▶ **PROMPT**
Copy every line that holds the string "ConnectionStatus" from the data below.

▶ **DATASET CONTENT**
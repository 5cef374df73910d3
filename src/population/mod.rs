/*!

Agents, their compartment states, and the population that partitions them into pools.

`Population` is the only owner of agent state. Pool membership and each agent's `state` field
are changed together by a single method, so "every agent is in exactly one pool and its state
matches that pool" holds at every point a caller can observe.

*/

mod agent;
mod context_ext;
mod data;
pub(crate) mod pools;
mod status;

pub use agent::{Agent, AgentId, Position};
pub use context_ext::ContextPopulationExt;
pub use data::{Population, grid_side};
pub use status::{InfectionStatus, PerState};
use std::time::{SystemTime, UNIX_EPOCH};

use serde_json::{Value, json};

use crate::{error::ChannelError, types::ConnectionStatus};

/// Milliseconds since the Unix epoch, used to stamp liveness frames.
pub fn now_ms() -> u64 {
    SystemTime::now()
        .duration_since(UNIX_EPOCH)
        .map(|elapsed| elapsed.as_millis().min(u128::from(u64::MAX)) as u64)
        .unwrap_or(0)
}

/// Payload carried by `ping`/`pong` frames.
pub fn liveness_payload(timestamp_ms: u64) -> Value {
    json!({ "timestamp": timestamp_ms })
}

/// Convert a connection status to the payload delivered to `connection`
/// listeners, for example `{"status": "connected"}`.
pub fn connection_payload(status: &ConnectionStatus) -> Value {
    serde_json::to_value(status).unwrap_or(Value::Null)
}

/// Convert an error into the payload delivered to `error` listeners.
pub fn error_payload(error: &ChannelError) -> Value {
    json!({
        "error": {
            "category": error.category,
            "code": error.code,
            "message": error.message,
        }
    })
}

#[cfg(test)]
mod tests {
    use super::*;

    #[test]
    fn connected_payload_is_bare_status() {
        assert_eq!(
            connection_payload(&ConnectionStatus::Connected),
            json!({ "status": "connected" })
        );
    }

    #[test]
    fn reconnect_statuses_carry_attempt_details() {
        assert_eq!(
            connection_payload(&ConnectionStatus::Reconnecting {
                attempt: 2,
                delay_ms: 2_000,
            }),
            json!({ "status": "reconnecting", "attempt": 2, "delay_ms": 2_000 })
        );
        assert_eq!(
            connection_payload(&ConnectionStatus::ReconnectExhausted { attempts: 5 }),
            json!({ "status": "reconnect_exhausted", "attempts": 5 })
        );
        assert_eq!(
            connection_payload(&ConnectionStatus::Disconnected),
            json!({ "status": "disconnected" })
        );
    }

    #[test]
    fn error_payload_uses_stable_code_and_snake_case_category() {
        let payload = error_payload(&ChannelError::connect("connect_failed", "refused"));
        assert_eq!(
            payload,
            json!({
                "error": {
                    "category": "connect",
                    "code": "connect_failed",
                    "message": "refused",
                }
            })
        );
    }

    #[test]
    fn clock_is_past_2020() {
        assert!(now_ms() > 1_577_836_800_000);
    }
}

▶ **RESULT OF THIS TASK**
use crate::{error::ChannelError, types::ConnectionStatus};
pub fn connection_payload(status: &ConnectionStatus) -> Value {
            connection_payload(&ConnectionStatus::Connected),
            connection_payload(&ConnectionStatus::Reconnecting {
            connection_payload(&ConnectionStatus::ReconnectExhausted { attempts: 5 }),
            connection_payload(&ConnectionStatus::Disconnected),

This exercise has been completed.